Saved entries
//! Blocking JSON-over-TCP transport for the build-orchestration server.
//!
//! Requests and responses are single JSON lines. A patch upload is the one
//! exception: after the request line the raw patch bytes follow, exactly
//! `size` of them, and the response line comes after the stream.

use std::collections::BTreeSet;
use std::fs::File;
use std::io::{self, BufRead, BufReader, Write};
use std::net::TcpStream;
use std::path::Path;
use std::sync::Mutex;

use serde::de::DeserializeOwned;
use serde::{Deserialize, Serialize};
use tracing::debug;

use crate::remote::api::{
    BuildConfiguration, BuildRequest, ChangeListId, ConfigurationId, PatchMetadata,
    ScheduleOutcome, ServerFacade, SummaryEntry, TransportError,
};

/// Client side of one request.
#[derive(Debug, Serialize)]
#[serde(tag = "op", rename_all = "snake_case")]
enum Request<'a> {
    Authenticate {
        user: &'a str,
        password: &'a str,
    },
    ListConfigurations,
    ApplicableConfigurations {
        touched_paths: &'a BTreeSet<String>,
    },
    UploadPatch {
        metadata: &'a PatchMetadata,
        size: u64,
    },
    ScheduleBuilds {
        batch: &'a [BuildRequest],
    },
    FetchSummary {
        user: &'a str,
    },
}

/// Server side of one response. `payload` is shaped per operation.
#[derive(Debug, Deserialize)]
struct Envelope {
    ok: bool,
    #[serde(default)]
    error: Option<String>,
    #[serde(default)]
    payload: serde_json::Value,
}

#[derive(Debug)]
struct Connection {
    reader: BufReader<TcpStream>,
    writer: TcpStream,
}

impl Connection {
    fn round_trip(&mut self, request: &Request<'_>) -> Result<Envelope, TransportError> {
        let mut line = serde_json::to_string(request)?;
        line.push('\n');
        self.writer.write_all(line.as_bytes())?;
        self.writer.flush()?;
        self.read_envelope()
    }

    fn read_envelope(&mut self) -> Result<Envelope, TransportError> {
        let mut line = String::new();
        let n = self.reader.read_line(&mut line)?;
        if n == 0 {
            return Err(TransportError::Io(io::Error::new(
                io::ErrorKind::UnexpectedEof,
                "server closed the connection",
            )));
        }
        Ok(serde_json::from_str(&line)?)
    }
}

/// One authenticated connection. Calls are serialized behind a mutex; the
/// protocol has no pipelining.
#[derive(Debug)]
pub struct RpcClient {
    address: String,
    connection: Mutex<Connection>,
}

impl RpcClient {
    /// Connects and authenticates in one step. An authentication rejection
    /// is reported as [`TransportError::Auth`], not a generic server error.
    pub fn connect(address: &str, user: &str, password: &str) -> Result<Self, TransportError> {
        let stream = TcpStream::connect(address).map_err(|source| TransportError::Connect {
            address: address.to_owned(),
            source,
        })?;
        let reader = BufReader::new(stream.try_clone()?);
        let mut connection = Connection {
            reader,
            writer: stream,
        };

        let envelope = connection.round_trip(&Request::Authenticate { user, password })?;
        if !envelope.ok {
            return Err(TransportError::Auth {
                user: user.to_owned(),
                reason: envelope
                    .error
                    .unwrap_or_else(|| "credentials rejected".to_owned()),
            });
        }
        debug!(address, user, "authenticated");

        Ok(Self {
            address: address.to_owned(),
            connection: Mutex::new(connection),
        })
    }

    pub fn address(&self) -> &str {
        &self.address
    }

    fn call<T: DeserializeOwned>(&self, request: &Request<'_>) -> Result<T, TransportError> {
        let mut connection = self
            .connection
            .lock()
            .unwrap_or_else(|poisoned| poisoned.into_inner());
        let envelope = connection.round_trip(request)?;
        Self::unwrap_payload(envelope)
    }

    fn unwrap_payload<T: DeserializeOwned>(envelope: Envelope) -> Result<T, TransportError> {
        if !envelope.ok {
            return Err(TransportError::Server(
                envelope.error.unwrap_or_else(|| "unspecified".to_owned()),
            ));
        }
        Ok(serde_json::from_value(envelope.payload)?)
    }
}

impl ServerFacade for RpcClient {
    fn list_configurations(&self) -> Result<Vec<BuildConfiguration>, TransportError> {
        self.call(&Request::ListConfigurations)
    }

    fn applicable_configurations(
        &self,
        touched_paths: &BTreeSet<String>,
    ) -> Result<BTreeSet<ConfigurationId>, TransportError> {
        self.call(&Request::ApplicableConfigurations { touched_paths })
    }

    fn upload_patch(
        &self,
        patch: &Path,
        metadata: &PatchMetadata,
    ) -> Result<ChangeListId, TransportError> {
        let mut file = File::open(patch)?;
        let size = file.metadata()?.len();

        let mut connection = self
            .connection
            .lock()
            .unwrap_or_else(|poisoned| poisoned.into_inner());

        let mut line = serde_json::to_string(&Request::UploadPatch { metadata, size })?;
        line.push('\n');
        connection.writer.write_all(line.as_bytes())?;

        let copied = io::copy(&mut file, &mut connection.writer)?;
        if copied != size {
            return Err(TransportError::Io(io::Error::new(
                io::ErrorKind::UnexpectedEof,
                format!("patch shrank during upload: {copied} of {size} bytes"),
            )));
        }
        connection.writer.flush()?;
        debug!(bytes = size, "patch uploaded");

        Self::unwrap_payload(connection.read_envelope()?)
    }

    fn schedule_builds(&self, batch: &[BuildRequest]) -> Result<ScheduleOutcome, TransportError> {
        self.call(&Request::ScheduleBuilds { batch })
    }

    fn fetch_summary(&self, user: &str) -> Result<Vec<SummaryEntry>, TransportError> {
        self.call(&Request::FetchSummary { user })
    }
}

▸ **Prompt**: Output every record above in full, exactly as it reads.

▸ **Your response**:
//! Blocking JSON-over-TCP transport for the build-orchestration server.
//!
//! Requests and responses are single JSON lines. A patch upload is the one
//! exception: after the request line the raw patch bytes follow, exactly
//! `size` of them, and the response line comes after the stream.

use std::collections::BTreeSet;
use std::fs::File;
use std::io::{self, BufRead, BufReader, Write};
use std::net::TcpStream;
use std::path::Path;
use std::sync::Mutex;

use serde::de::DeserializeOwned;
use serde::{Deserialize, Serialize};
use tracing::debug;

use crate::remote::api::{
    BuildConfiguration, BuildRequest, ChangeListId, ConfigurationId, PatchMetadata,
    ScheduleOutcome, ServerFacade, SummaryEntry, TransportError,
};

/// Client side of one request.
#[derive(Debug, Serialize)]
#[serde(tag = "op", rename_all = "snake_case")]
enum Request<'a> {
    Authenticate {
        user: &'a str,
        password: &'a str,
    },
    ListConfigurations,
    ApplicableConfigurations {
        touched_paths: &'a BTreeSet<String>,
    },
    UploadPatch {
        metadata: &'a PatchMetadata,
        size: u64,
    },
    ScheduleBuilds {
        batch: &'a [BuildRequest],
    },
    FetchSummary {
        user: &'a str,
    },
}

/// Server side of one response. `payload` is shaped per operation.
#[derive(Debug, Deserialize)]
struct Envelope {
    ok: bool,
    #[serde(default)]
    error: Option<String>,
    #[serde(default)]
    payload: serde_json::Value,
}

#[derive(Debug)]
struct Connection {
    reader: BufReader<TcpStream>,
    writer: TcpStream,
}

impl Connection {
    fn round_trip(&mut self, request: &Request<'_>) -> Result<Envelope, TransportError> {
        let mut line = serde_json::to_string(request)?;
        line.push('\n');
        self.writer.write_all(line.as_bytes())?;
        self.writer.flush()?;
        self.read_envelope()
    }

    fn read_envelope(&mut self) -> Result<Envelope, TransportError> {
        let mut line = String::new();
        let n = self.reader.read_line(&mut line)?;
        if n == 0 {
            return Err(TransportError::Io(io::Error::new(
                io::ErrorKind::UnexpectedEof,
                "server closed the connection",
            )));
        }
        Ok(serde_json::from_str(&line)?)
    }
}

/// One authenticated connection. Calls are serialized behind a mutex; the
/// protocol has no pipelining.
#[derive(Debug)]
pub struct RpcClient {
    address: String,
    connection: Mutex<Connection>,
}

impl RpcClient {
    /// Connects and authenticates in one step. An authentication rejection
    /// is reported as [`TransportError::Auth`], not a generic server error.
    pub fn connect(address: &str, user: &str, password: &str) -> Result<Self, TransportError> {
        let stream = TcpStream::connect(address).map_err(|source| TransportError::Connect {
            address: address.to_owned(),
            source,
        })?;
        let reader = BufReader::new(stream.try_clone()?);
        let mut connection = Connection {
            reader,
            writer: stream,
        };

        let envelope = connection.round_trip(&Request::Authenticate { user, password })?;
        if !envelope.ok {
            return Err(TransportError::Auth {
                user: user.to_owned(),
                reason: envelope
                    .error
                    .unwrap_or_else(|| "credentials rejected".to_owned()),
            });
        }
        debug!(address, user, "authenticated");

        Ok(Self {
            address: address.to_owned(),
            connection: Mutex::new(connection),
        })
    }

    pub fn address(&self) -> &str {
        &self.address
    }

    fn call<T: DeserializeOwned>(&self, request: &Request<'_>) -> Result<T, TransportError> {
        let mut connection = self
            .connection
            .lock()
            .unwrap_or_else(|poisoned| poisoned.into_inner());
        let envelope = connection.round_trip(request)?;
        Self::unwrap_payload(envelope)
    }

    fn unwrap_payload<T: DeserializeOwned>(envelope: Envelope) -> Result<T, TransportError> {
        if !envelope.ok {
            return Err(TransportError::Server(
                envelope.error.unwrap_or_else(|| "unspecified".to_owned()),
            ));
        }
        Ok(serde_json::from_value(envelope.payload)?)
    }
}

impl ServerFacade for RpcClient {
    fn list_configurations(&self) -> Result<Vec<BuildConfiguration>, TransportError> {
        self.call(&Request::ListConfigurations)
    }

    fn applicable_configurations(
        &self,
        touched_paths: &BTreeSet<String>,
    ) -> Result<BTreeSet<ConfigurationId>, TransportError> {
        self.call(&Request::ApplicableConfigurations { touched_paths })
    }

    fn upload_patch(
        &self,
        patch: &Path,
        metadata: &PatchMetadata,
    ) -> Result<ChangeListId, TransportError> {
        let mut file = File::open(patch)?;
        let size = file.metadata()?.len();

        let mut connection = self
            .connection
            .lock()
            .unwrap_or_else(|poisoned| poisoned.into_inner());

        let mut line = serde_json::to_string(&Request::UploadPatch { metadata, size })?;
        line.push('\n');
        connection.writer.write_all(line.as_bytes())?;

        let copied = io::copy(&mut file, &mut connection.writer)?;
        if copied != size {
            return Err(TransportError::Io(io::Error::new(
                io::ErrorKind::UnexpectedEof,
                format!("patch shrank during upload: {copied} of {size} bytes"),
            )));
        }
        connection.writer.flush()?;
        debug!(bytes = size, "patch uploaded");

        Self::unwrap_payload(connection.read_envelope()?)
    }

    fn schedule_builds(&self, batch: &[BuildRequest]) -> Result<ScheduleOutcome, TransportError> {
        self.call(&Request::ScheduleBuilds { batch })
    }

    fn fetch_summary(&self, user: &str) -> Result<Vec<SummaryEntry>, TransportError> {
        self.call(&Request::FetchSummary { user })
    }
}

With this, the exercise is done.